Help for Black first-time homebuyers and mortgage assistance for homeowners to help narrow the gulf in homeownership in the state are among reparations bills introduced in February to undo the legacy of racial inequity in California.

Black renters are more likely to spend 30% or more of their household income on rent, according to the Public Policy Institute of California.

For Black Californians in the survey who held leases before they became homeless, that amount rose to more than half of their median household income. Those surveyed said changes in work and pay affected their ability to keep up with housing costs.

In the Sacramento region, nearly seven in 10 Black residents said they struggled to afford mortgages or rent, according to Sacramento think tank Valley Vision.

Federal, state and local leaders and housing advocates have long connected homelessness to the dearth of affordable housing.

In Los Angeles County, officials say nearly 500,000 new affordable homes are needed to meet the demand of renters at or below half of the area’s median income.

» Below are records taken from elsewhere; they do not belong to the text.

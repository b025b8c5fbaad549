use std::time::Duration;

use bytes::Bytes;
use futures_util::stream::BoxStream;
use futures_util::StreamExt;
use reqwest::header::{HeaderMap, HeaderValue, AUTHORIZATION, REFERER, USER_AGENT};

use crate::{FailureKind, FetchError};

const DEFAULT_USER_AGENT: &str = "Mozilla/5.0 (X11; Linux x86_64) AppleWebKit/537.36 (KHTML, like Gecko) Chrome/120.0.0.0 Safari/537.36";

#[derive(Debug, Clone)]
pub struct TransportSettings {
    pub connect_timeout: Duration,
    /// Applies per read, so long streaming downloads are not cut off.
    pub read_timeout: Duration,
    pub redirect_limit: usize,
    pub bearer_token: Option<String>,
    pub user_agent: String,
    pub referer: Option<String>,
}

impl Default for TransportSettings {
    fn default() -> Self {
        Self {
            connect_timeout: Duration::from_secs(10),
            read_timeout: Duration::from_secs(60),
            redirect_limit: 10,
            bearer_token: None,
            user_agent: DEFAULT_USER_AGENT.to_string(),
            referer: None,
        }
    }
}

#[derive(Debug, Clone, PartialEq, Eq)]
pub struct HttpResponse {
    pub status: u16,
    pub body: String,
}

impl HttpResponse {
    pub fn is_success(&self) -> bool {
        (200..300).contains(&self.status)
    }
}

pub type ByteStream = BoxStream<'static, Result<Bytes, FetchError>>;

pub struct StreamResponse {
    pub status: u16,
    pub content_length: Option<u64>,
    pub body: ByteStream,
}

impl StreamResponse {
    pub fn is_success(&self) -> bool {
        (200..300).contains(&self.status)
    }
}

/// HTTP boundary of the pipeline. Authentication is attached by the
/// implementation; callers only see URLs, status codes and bodies.
#[async_trait::async_trait]
pub trait Transport: Send + Sync {
    async fn get(&self, url: &str) -> Result<HttpResponse, FetchError>;

    async fn get_stream(&self, url: &str) -> Result<StreamResponse, FetchError>;
}

#[derive(Debug, Clone)]
pub struct ReqwestTransport {
    client: reqwest::Client,
}

impl ReqwestTransport {
    pub fn new(settings: TransportSettings) -> Result<Self, FetchError> {
        let mut headers = HeaderMap::new();
        if let Some(token) = settings.bearer_token.as_deref() {
            let mut value = header_value(&format!("Bearer {token}"))?;
            value.set_sensitive(true);
            headers.insert(AUTHORIZATION, value);
        }
        headers.insert(USER_AGENT, header_value(&settings.user_agent)?);
        if let Some(referer) = settings.referer.as_deref() {
            headers.insert(REFERER, header_value(referer)?);
        }

        let client = reqwest::Client::builder()
            .default_headers(headers)
            .connect_timeout(settings.connect_timeout)
            .read_timeout(settings.read_timeout)
            .redirect(reqwest::redirect::Policy::limited(settings.redirect_limit))
            .build()
            .map_err(|err| FetchError::new(FailureKind::Network, err.to_string()))?;

        Ok(Self { client })
    }

    async fn send(&self, url: &str) -> Result<reqwest::Response, FetchError> {
        let parsed = reqwest::Url::parse(url)
            .map_err(|err| FetchError::new(FailureKind::InvalidUrl, format!("{url}: {err}")))?;
        self.client
            .get(parsed)
            .send()
            .await
            .map_err(map_reqwest_error)
    }
}

#[async_trait::async_trait]
impl Transport for ReqwestTransport {
    async fn get(&self, url: &str) -> Result<HttpResponse, FetchError> {
        let response = self.send(url).await?;
        let status = response.status().as_u16();
        let body = response.text().await.map_err(map_reqwest_error)?;
        Ok(HttpResponse { status, body })
    }

    async fn get_stream(&self, url: &str) -> Result<StreamResponse, FetchError> {
        let response = self.send(url).await?;
        let status = response.status().as_u16();
        let content_length = response.content_length();
        let body = response
            .bytes_stream()
            .map(|chunk| chunk.map_err(map_reqwest_error))
            .boxed();
        Ok(StreamResponse {
            status,
            content_length,
            body,
        })
    }
}

fn header_value(raw: &str) -> Result<HeaderValue, FetchError> {
    HeaderValue::from_str(raw).map_err(|err| FetchError::new(FailureKind::InvalidHeader, err.to_string()))
}

fn map_reqwest_error(err: reqwest::Error) -> FetchError {
    if err.is_timeout() {
        return FetchError::new(FailureKind::Timeout, err.to_string());
    }
    if err.is_redirect() {
        return FetchError::new(FailureKind::RedirectLimitExceeded, err.to_string());
    }
    FetchError::new(FailureKind::Network, err.to_string())
}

The National Low-Income Housing Coalition estimates 11 million extremely low-income households in the U.S. pay at least half of their income toward housing, putting them at risk of losing their homes if they fall ill or lose their job.

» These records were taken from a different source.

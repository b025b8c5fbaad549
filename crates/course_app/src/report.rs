use std::fmt::Write;

use course_core::RunReport;

const RULE_WIDTH: usize = 60;

/// Human-readable end-of-run summary.
///
/// `selection` is echoed back as typed. Selected courses are listed with
/// their catalog numbers, followed by what actually happened.
pub fn render_summary(selection: &str, report: &RunReport, catalog_numbers: &[usize]) -> String {
    let rule = "=".repeat(RULE_WIDTH);
    let mut out = String::new();

    let _ = writeln!(out, "\n{rule}");
    let _ = writeln!(out, "Download Summary");
    let _ = writeln!(out, "{rule}");
    let _ = writeln!(out, "Selection: {selection}");
    let _ = writeln!(out, "Courses selected: {}", report.selected_courses.len());
    for (title, number) in report.selected_courses.iter().zip(catalog_numbers) {
        let _ = writeln!(out, "  {number}. {title}");
    }

    let _ = writeln!(out, "\nLessons:");
    let _ = writeln!(out, "  downloaded:  {}", report.downloaded);
    let _ = writeln!(out, "  re-fetched:  {}", report.refetched);
    let _ = writeln!(out, "  up to date:  {}", report.skipped);
    let _ = writeln!(out, "  recorded:    {}", report.repaired);
    let _ = writeln!(out, "  no content:  {}", report.no_content);
    let _ = writeln!(out, "  failed:      {}", report.failed);
    let _ = writeln!(out, "Resources downloaded: {}", report.resources);

    if !report.unavailable_courses.is_empty() {
        let _ = writeln!(out, "\nUnavailable courses:");
        for title in &report.unavailable_courses {
            let _ = writeln!(out, "  {title}");
        }
    }

    let _ = writeln!(out, "{rule}");
    if report.interrupted {
        let _ = writeln!(out, "Interrupted; run again to resume.");
    } else if report.failed > 0 {
        let _ = writeln!(out, "Finished with {} failed lesson(s).", report.failed);
    } else {
        let _ = writeln!(out, "All downloads completed!");
    }
    out
}

#[cfg(test)]
mod tests {
    use course_core::RunReport;

    use super::render_summary;

    #[test]
    fn summary_lists_selection_and_counts() {
        let report = RunReport {
            selected_courses: vec!["Docker".into(), "Helm".into()],
            unavailable_courses: vec!["Helm".into()],
            downloaded: 4,
            skipped: 2,
            resources: 7,
            ..RunReport::default()
        };
        let text = render_summary("3, 9", &report, &[3, 9]);

        assert!(text.contains("Selection: 3, 9"));
        assert!(text.contains("  3. Docker\n"));
        assert!(text.contains("  9. Helm\n"));
        assert!(text.contains("downloaded:  4"));
        assert!(text.contains("up to date:  2"));
        assert!(text.contains("Resources downloaded: 7"));
        assert!(text.contains("Unavailable courses:\n  Helm\n"));
        assert!(text.ends_with("All downloads completed!\n"));
    }

    #[test]
    fn interrupted_runs_say_so() {
        let report = RunReport {
            interrupted: true,
            failed: 1,
            ..RunReport::default()
        };
        assert!(render_summary("1", &report, &[1]).contains("Interrupted"));
    }
}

And in Sacramento County, 81% of extremely low-income households are paying more than half of their income on housing costs, according to the California Housing Partnership.

But for Black Californians, the pathway to homelessness is not solely economic. Many in the UC study reported serious mental health symptoms or hospitalizations or suicide attempts in their pasts, the result of physical or sexual abuse, systemic racism, incarceration or other traumas.

Black Californians who are homeless reported attempted suicide at a higher rate than the sample as a whole. That points to the “devastating effects of experiencing structural and individual traumas while also lacking adequate mental health care,” according to the report.

That, too, parallels the crisis in Black mental health brought by the combined weight of generational trauma, structural anti-Black racism, police violence and other factors.

In California, three in 10 Black women responding to a California Health Care Foundation study on Black Californians and mental health in August, reported mental health conditions. That number was lower for Black men, at about 20%, but many more Black men fail to report their symptoms, researchers say.

Nationally, the crisis has become increasingly deadly. Suicide has become the third leading cause of death for Black male teens and young adults, according to the U.S. Centers for Disease Control and Prevention, with Black men and boys accounting for more than 80% of suicides among African Americans.

But homeless Black Californians who participated in the UCSF study remained hopeful that more navigation help to find and apply for housing, as well as housing vouchers or a small monthly subsidy could help move them out of homelessness, the researchers said.

“The situation for unhoused Black Californians is dire, but it is not insurmountable,” said Tiana Moore, the report’s co-author.

“In the long term, we must recognize and reduce the many factors that impede their search for a permanent home,” Moore said. “In the short term, even modest financial support could help stave off their homelessness.”